Report every line of the entries that contains the word "already".

**** RECORDS SHOWN

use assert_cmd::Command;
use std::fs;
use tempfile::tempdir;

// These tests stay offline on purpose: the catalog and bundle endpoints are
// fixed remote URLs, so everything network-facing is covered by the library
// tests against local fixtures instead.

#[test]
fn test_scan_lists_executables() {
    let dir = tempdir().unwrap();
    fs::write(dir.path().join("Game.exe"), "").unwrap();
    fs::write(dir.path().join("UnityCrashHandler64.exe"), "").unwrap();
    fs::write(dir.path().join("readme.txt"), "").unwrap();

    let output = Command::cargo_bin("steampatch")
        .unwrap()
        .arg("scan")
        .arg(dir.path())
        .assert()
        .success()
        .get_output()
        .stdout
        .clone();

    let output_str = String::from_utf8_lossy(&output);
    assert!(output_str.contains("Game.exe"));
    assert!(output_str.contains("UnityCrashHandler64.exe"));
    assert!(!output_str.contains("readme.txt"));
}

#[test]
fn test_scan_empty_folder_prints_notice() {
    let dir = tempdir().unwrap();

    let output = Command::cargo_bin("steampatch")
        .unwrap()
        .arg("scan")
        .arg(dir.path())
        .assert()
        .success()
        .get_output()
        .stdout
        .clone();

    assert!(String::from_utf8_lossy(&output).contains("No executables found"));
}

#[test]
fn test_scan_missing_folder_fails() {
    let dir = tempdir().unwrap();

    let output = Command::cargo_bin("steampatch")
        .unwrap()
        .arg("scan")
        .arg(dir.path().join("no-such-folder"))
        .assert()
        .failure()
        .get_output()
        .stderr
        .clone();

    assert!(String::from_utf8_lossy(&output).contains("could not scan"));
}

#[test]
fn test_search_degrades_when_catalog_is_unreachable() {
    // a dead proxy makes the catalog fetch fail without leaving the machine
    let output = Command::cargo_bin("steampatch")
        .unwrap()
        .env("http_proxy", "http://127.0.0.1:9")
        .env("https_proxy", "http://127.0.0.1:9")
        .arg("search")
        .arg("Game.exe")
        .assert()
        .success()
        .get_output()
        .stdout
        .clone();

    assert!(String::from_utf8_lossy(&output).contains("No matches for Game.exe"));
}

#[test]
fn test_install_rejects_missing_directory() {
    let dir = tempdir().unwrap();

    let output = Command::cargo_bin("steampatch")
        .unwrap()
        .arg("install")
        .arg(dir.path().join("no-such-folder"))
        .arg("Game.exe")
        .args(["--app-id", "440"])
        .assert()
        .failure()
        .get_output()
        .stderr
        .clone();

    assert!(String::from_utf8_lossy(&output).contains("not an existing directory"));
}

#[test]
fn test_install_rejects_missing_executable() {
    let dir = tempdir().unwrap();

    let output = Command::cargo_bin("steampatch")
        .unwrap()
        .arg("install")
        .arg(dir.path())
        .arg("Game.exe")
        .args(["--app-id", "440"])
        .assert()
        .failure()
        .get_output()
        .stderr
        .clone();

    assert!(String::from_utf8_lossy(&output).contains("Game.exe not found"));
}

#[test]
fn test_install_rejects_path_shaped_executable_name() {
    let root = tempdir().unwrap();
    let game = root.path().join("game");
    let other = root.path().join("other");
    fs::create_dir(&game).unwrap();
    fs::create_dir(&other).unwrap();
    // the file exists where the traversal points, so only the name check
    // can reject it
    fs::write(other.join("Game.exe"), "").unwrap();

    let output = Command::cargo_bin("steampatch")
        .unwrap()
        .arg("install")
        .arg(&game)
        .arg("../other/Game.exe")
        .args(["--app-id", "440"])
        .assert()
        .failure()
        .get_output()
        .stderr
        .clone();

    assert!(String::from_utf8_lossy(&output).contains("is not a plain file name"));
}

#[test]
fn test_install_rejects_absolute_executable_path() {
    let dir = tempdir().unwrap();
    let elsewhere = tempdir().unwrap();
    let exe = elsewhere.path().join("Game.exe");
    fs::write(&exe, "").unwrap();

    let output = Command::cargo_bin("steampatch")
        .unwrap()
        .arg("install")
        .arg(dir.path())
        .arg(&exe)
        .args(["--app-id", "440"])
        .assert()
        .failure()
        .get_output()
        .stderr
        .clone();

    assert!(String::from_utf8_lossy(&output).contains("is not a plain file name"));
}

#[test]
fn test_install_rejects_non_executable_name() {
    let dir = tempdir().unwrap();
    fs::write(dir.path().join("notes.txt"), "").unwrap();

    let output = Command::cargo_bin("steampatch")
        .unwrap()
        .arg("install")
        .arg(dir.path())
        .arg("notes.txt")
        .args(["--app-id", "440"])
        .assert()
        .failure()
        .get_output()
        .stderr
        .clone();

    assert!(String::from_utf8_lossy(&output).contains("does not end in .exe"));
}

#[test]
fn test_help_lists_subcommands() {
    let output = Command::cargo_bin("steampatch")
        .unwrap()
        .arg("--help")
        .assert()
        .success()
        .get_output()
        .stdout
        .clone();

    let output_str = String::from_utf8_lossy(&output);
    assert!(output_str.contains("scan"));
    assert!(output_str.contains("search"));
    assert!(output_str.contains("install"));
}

********
**** RECORDS SHOWN

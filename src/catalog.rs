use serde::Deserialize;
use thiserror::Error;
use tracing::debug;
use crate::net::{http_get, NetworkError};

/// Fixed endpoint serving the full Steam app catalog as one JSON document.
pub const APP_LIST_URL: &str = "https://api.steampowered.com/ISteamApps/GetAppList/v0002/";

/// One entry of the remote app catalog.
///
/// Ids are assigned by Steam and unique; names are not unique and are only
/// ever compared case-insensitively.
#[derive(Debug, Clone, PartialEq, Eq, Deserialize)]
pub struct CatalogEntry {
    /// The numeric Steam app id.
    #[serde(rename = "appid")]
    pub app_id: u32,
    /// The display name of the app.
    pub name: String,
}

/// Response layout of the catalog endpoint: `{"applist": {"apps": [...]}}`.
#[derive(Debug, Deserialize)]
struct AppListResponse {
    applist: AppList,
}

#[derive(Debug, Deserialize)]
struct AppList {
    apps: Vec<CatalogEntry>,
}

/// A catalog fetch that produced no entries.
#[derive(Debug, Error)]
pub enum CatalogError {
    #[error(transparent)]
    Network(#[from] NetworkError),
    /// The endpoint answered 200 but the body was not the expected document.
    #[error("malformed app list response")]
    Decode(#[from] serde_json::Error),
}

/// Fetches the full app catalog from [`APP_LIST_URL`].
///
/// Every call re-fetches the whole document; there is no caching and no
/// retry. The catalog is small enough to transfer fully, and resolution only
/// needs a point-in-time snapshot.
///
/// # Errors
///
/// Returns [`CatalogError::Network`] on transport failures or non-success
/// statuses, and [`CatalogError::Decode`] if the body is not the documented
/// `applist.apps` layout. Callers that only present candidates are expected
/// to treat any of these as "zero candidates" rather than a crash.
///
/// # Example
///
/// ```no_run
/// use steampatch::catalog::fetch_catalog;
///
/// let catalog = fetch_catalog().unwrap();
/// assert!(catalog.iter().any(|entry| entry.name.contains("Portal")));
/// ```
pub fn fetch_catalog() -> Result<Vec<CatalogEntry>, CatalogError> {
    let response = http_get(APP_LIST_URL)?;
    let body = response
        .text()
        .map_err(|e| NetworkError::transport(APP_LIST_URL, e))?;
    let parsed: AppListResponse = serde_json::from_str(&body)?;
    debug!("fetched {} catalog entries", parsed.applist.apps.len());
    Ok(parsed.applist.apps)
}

********
**** RECORDS SHOWN

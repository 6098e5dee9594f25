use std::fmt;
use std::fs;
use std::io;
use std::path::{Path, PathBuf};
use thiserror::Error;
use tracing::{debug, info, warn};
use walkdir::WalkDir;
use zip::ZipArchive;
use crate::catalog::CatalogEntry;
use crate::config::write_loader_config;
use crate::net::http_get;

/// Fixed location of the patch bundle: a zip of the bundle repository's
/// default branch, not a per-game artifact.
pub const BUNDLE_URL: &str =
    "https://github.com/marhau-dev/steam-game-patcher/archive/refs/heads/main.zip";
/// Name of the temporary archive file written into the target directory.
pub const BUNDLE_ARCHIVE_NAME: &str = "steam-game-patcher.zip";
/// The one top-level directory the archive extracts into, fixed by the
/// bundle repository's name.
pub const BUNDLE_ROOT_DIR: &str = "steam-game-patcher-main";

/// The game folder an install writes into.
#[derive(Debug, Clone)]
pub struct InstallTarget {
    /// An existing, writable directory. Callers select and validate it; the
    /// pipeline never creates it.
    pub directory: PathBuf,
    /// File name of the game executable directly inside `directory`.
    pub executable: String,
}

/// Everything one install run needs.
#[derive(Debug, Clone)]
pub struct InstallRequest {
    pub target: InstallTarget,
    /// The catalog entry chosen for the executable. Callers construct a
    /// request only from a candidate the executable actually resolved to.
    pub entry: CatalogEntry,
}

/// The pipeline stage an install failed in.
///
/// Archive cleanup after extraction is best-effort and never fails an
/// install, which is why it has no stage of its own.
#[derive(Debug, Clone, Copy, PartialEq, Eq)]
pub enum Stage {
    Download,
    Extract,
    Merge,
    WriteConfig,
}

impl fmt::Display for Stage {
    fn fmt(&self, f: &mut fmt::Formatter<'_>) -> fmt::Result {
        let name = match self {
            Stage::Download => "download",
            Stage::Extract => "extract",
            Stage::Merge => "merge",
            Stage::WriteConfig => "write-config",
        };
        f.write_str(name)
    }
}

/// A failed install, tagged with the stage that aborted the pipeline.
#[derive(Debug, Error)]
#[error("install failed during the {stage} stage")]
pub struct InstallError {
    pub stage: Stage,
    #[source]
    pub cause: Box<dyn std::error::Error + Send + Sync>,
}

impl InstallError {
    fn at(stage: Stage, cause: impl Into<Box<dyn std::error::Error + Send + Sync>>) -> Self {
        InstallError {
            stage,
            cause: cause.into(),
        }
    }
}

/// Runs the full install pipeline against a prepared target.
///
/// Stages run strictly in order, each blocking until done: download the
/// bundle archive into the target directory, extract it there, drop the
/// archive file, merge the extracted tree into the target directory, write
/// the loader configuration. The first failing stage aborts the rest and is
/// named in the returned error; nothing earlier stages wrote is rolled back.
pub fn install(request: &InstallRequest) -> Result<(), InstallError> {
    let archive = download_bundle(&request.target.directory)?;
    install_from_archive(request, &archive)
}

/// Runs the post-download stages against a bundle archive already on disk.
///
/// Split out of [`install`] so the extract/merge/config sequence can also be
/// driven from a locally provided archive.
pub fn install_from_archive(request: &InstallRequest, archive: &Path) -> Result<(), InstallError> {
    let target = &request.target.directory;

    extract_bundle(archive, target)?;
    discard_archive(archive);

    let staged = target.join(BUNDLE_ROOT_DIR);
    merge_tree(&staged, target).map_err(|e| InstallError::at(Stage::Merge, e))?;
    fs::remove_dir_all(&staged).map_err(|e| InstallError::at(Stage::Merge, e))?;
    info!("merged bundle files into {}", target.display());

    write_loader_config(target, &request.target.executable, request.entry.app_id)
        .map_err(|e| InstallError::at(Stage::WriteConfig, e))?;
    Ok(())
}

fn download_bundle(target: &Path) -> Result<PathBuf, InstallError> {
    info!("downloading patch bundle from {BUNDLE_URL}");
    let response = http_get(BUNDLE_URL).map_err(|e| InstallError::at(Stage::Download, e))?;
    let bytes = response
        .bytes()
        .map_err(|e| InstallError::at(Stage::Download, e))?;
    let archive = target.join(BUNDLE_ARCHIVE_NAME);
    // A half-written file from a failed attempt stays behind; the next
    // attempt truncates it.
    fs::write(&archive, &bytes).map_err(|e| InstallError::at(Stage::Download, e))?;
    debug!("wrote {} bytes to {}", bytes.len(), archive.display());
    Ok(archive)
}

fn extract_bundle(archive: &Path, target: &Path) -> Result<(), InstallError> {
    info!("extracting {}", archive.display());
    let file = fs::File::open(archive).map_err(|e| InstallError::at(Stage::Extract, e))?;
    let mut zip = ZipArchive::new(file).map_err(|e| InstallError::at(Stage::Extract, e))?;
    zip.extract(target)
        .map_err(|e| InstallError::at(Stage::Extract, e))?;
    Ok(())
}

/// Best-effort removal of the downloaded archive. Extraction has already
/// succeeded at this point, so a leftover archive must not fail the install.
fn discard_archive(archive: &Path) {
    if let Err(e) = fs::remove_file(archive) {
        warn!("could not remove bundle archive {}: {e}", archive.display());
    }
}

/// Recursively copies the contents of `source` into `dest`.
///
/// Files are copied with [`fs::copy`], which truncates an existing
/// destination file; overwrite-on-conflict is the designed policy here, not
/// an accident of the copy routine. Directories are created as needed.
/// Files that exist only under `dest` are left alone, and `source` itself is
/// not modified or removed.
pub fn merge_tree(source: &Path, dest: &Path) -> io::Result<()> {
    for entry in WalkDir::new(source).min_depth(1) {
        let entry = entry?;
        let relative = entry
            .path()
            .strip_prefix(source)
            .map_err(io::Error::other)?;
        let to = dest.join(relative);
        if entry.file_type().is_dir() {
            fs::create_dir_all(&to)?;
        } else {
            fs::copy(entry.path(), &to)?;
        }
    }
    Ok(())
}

********

RESPONSE BOX -
/// Runs the post-download stages against a bundle archive already on disk.
/// Best-effort removal of the downloaded archive. Extraction has already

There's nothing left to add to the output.